### EXERCISE DIRECTIONS:
Reproduce the records below exactly, but only between the lines holding "use crate::navigator::Navigator;" and "selecting this tab.", inclusive.

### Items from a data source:
==================================================

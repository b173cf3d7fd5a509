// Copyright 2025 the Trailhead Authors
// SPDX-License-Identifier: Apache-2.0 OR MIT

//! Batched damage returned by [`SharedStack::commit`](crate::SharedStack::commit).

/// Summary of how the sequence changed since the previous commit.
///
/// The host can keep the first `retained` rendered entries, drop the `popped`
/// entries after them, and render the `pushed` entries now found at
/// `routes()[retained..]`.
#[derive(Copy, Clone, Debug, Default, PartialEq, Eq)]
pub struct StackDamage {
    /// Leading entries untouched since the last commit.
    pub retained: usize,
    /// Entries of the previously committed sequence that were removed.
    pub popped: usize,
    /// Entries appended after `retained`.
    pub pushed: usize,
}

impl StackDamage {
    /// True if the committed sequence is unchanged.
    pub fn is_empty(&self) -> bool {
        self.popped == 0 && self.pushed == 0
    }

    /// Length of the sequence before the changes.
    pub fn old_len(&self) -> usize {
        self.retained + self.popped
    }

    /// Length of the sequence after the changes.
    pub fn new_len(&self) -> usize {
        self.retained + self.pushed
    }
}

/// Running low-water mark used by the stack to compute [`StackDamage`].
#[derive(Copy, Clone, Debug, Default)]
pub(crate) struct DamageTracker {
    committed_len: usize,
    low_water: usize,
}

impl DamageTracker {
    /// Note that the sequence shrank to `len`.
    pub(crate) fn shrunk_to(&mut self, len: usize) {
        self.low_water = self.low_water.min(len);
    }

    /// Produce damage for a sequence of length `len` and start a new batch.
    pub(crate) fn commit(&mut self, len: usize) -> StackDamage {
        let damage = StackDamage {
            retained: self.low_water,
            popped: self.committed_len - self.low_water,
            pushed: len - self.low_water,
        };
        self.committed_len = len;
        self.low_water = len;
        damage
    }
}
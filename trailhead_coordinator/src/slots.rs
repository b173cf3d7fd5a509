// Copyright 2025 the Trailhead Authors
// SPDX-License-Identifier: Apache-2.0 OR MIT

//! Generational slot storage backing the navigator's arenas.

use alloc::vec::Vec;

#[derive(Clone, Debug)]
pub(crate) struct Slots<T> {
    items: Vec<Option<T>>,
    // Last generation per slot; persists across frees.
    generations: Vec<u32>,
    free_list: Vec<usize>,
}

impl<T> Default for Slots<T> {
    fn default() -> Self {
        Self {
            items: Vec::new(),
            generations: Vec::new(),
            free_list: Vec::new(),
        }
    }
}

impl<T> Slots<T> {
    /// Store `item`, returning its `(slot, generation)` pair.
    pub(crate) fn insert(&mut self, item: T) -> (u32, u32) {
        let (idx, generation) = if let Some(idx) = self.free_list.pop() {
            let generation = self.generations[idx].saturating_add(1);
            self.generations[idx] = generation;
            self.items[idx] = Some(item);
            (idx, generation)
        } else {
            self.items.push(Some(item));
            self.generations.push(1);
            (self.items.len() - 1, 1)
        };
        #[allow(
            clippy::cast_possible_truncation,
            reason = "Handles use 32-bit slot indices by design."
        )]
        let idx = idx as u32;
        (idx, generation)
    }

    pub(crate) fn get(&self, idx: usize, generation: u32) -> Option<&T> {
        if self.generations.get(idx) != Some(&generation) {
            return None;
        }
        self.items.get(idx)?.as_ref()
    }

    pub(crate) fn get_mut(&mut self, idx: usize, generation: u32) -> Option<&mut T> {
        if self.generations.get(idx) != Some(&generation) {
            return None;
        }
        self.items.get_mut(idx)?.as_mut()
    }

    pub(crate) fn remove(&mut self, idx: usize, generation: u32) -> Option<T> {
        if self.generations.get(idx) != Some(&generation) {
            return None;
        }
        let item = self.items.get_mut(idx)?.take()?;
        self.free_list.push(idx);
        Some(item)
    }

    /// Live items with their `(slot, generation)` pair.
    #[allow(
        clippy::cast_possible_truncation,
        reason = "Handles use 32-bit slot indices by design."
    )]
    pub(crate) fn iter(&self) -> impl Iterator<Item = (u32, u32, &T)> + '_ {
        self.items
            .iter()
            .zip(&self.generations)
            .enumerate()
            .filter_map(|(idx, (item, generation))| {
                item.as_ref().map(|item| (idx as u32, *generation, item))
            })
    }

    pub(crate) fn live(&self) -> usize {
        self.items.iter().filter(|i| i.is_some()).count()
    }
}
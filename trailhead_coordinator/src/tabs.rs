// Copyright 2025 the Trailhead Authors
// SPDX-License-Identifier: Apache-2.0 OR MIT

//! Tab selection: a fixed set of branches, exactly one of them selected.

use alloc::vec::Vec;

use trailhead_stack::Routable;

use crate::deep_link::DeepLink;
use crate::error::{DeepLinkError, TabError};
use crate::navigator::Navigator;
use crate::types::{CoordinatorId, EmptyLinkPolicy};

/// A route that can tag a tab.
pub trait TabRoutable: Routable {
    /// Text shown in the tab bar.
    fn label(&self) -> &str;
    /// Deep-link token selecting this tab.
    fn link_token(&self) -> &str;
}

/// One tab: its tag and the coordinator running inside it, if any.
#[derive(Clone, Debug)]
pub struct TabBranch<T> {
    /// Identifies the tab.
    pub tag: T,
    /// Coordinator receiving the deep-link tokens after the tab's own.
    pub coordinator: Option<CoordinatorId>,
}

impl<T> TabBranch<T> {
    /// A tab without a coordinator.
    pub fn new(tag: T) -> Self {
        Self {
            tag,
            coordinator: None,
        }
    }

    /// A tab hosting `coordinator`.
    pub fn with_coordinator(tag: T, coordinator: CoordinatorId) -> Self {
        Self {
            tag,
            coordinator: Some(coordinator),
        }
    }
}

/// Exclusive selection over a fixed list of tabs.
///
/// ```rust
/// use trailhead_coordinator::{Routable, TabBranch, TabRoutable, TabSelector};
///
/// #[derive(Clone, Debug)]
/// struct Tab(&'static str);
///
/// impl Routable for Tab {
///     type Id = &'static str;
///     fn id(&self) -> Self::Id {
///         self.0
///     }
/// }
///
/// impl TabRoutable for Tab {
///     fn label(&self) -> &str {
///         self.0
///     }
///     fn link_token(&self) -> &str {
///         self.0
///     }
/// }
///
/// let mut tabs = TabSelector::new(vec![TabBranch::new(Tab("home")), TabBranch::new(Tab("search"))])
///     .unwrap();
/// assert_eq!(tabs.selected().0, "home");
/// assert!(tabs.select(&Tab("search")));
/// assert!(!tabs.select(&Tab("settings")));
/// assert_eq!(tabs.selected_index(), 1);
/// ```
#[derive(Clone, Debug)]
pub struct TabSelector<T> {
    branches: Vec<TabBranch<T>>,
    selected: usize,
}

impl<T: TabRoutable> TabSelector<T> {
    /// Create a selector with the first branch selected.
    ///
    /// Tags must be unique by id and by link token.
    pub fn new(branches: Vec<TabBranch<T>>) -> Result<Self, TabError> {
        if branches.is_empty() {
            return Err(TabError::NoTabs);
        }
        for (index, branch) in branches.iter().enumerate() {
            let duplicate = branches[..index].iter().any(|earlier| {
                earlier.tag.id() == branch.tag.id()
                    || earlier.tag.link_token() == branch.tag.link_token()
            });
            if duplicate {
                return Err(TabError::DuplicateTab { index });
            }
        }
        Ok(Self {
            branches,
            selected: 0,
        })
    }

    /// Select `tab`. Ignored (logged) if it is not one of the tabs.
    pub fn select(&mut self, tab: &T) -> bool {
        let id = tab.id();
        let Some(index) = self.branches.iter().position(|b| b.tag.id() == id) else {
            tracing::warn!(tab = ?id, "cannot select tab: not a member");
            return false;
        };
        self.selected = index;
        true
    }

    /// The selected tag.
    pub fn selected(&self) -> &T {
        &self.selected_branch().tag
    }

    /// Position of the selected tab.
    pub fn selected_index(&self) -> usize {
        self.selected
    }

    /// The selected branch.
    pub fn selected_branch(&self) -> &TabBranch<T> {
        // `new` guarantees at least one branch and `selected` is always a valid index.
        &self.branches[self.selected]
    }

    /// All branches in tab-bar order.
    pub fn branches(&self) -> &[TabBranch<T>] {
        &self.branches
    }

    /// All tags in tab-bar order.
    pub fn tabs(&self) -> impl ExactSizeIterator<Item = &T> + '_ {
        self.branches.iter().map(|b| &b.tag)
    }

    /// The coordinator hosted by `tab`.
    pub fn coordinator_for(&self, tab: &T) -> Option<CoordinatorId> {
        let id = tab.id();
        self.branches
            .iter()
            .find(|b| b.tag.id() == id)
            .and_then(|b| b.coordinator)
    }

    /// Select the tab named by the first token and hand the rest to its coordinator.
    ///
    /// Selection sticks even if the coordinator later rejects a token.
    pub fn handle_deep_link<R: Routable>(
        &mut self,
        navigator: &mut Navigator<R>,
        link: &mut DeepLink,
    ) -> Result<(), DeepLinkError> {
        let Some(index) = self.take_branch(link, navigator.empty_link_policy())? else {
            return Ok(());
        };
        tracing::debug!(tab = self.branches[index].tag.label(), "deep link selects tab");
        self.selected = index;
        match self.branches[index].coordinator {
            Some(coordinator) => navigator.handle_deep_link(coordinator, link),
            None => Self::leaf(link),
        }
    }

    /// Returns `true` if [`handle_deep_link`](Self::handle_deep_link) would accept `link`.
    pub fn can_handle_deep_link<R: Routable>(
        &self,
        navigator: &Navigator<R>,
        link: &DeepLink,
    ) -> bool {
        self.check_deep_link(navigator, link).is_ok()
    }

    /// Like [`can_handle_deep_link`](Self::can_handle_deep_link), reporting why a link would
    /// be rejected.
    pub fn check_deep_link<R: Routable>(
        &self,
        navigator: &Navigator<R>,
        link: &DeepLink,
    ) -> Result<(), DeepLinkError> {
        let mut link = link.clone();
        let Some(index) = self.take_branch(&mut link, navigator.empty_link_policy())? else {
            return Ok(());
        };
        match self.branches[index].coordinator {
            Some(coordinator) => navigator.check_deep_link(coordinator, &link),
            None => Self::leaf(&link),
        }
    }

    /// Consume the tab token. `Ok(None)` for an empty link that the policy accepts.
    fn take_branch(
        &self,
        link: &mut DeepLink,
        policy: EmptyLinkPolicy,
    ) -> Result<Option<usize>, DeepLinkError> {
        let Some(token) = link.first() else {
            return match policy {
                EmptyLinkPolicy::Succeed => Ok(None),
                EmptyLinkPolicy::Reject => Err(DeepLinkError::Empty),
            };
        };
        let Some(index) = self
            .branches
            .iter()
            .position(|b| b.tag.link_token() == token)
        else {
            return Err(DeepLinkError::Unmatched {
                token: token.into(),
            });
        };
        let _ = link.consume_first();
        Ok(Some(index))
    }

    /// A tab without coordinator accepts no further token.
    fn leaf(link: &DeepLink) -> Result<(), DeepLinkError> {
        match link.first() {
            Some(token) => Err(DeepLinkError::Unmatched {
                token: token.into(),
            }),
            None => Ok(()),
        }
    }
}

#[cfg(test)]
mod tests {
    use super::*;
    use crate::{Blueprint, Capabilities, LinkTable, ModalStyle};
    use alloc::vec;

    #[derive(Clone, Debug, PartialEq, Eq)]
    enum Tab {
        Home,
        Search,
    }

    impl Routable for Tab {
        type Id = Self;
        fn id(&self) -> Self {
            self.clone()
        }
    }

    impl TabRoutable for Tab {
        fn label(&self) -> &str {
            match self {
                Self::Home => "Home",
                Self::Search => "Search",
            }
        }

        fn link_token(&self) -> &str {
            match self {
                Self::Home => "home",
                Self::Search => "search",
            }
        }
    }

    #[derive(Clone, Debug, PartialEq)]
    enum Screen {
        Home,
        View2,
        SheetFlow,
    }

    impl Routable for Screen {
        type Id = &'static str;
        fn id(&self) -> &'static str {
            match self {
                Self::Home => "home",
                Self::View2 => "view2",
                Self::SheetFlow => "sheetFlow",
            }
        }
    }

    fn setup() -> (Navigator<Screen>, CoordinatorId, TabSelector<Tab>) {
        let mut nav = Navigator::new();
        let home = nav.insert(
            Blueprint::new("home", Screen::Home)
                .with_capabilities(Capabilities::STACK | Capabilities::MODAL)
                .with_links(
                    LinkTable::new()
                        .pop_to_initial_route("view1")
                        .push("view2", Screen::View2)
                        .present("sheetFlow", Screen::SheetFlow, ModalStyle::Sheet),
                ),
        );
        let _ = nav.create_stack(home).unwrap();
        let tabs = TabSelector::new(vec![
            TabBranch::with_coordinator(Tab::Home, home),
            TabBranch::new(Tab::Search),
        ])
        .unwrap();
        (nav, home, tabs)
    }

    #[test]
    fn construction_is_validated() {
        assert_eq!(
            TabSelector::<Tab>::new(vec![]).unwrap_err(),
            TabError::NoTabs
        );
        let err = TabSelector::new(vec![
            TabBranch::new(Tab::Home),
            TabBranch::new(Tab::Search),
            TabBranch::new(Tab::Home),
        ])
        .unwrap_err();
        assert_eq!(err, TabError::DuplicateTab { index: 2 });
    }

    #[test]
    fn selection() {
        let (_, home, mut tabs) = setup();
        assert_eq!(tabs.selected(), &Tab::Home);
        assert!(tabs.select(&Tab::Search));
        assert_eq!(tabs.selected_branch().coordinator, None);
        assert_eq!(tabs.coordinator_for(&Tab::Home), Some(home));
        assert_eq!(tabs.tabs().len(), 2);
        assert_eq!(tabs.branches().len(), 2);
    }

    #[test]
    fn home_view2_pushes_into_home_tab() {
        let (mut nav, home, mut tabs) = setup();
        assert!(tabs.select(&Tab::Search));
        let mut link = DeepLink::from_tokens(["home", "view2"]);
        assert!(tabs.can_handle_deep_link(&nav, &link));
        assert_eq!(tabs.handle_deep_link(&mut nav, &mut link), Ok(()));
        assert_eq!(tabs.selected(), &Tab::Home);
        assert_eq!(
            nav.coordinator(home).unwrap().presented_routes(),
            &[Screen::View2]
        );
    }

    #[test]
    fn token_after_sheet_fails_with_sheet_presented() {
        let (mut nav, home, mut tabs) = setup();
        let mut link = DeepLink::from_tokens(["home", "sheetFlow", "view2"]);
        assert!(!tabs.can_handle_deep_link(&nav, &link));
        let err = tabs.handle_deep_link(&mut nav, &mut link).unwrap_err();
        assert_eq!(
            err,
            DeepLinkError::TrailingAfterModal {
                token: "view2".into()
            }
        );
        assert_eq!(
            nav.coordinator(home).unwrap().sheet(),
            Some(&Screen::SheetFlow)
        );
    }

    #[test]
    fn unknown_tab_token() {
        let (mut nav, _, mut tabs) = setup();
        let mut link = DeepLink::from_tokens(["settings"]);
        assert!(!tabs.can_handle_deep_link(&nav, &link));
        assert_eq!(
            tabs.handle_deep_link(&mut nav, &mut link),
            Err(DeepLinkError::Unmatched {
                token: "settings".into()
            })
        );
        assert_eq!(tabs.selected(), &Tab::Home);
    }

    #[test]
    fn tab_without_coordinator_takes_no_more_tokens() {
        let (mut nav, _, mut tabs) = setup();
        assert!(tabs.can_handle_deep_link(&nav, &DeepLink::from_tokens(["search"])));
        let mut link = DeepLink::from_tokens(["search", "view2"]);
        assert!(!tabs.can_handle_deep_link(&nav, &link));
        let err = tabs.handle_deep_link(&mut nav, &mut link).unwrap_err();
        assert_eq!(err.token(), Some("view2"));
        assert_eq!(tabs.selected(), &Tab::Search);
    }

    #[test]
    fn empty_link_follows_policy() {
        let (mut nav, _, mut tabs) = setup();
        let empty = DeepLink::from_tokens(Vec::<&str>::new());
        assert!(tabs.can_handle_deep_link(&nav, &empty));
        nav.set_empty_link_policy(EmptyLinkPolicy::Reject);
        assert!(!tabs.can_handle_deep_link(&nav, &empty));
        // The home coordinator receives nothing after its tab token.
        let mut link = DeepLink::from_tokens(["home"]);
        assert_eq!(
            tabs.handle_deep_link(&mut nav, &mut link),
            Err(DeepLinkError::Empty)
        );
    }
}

==================================================

### EXERCISE RESPONSE:
use crate::navigator::Navigator;
use crate::types::{CoordinatorId, EmptyLinkPolicy};

/// A route that can tag a tab.
pub trait TabRoutable: Routable {
    /// Text shown in the tab bar.
    fn label(&self) -> &str;
    /// Deep-link token selecting this tab.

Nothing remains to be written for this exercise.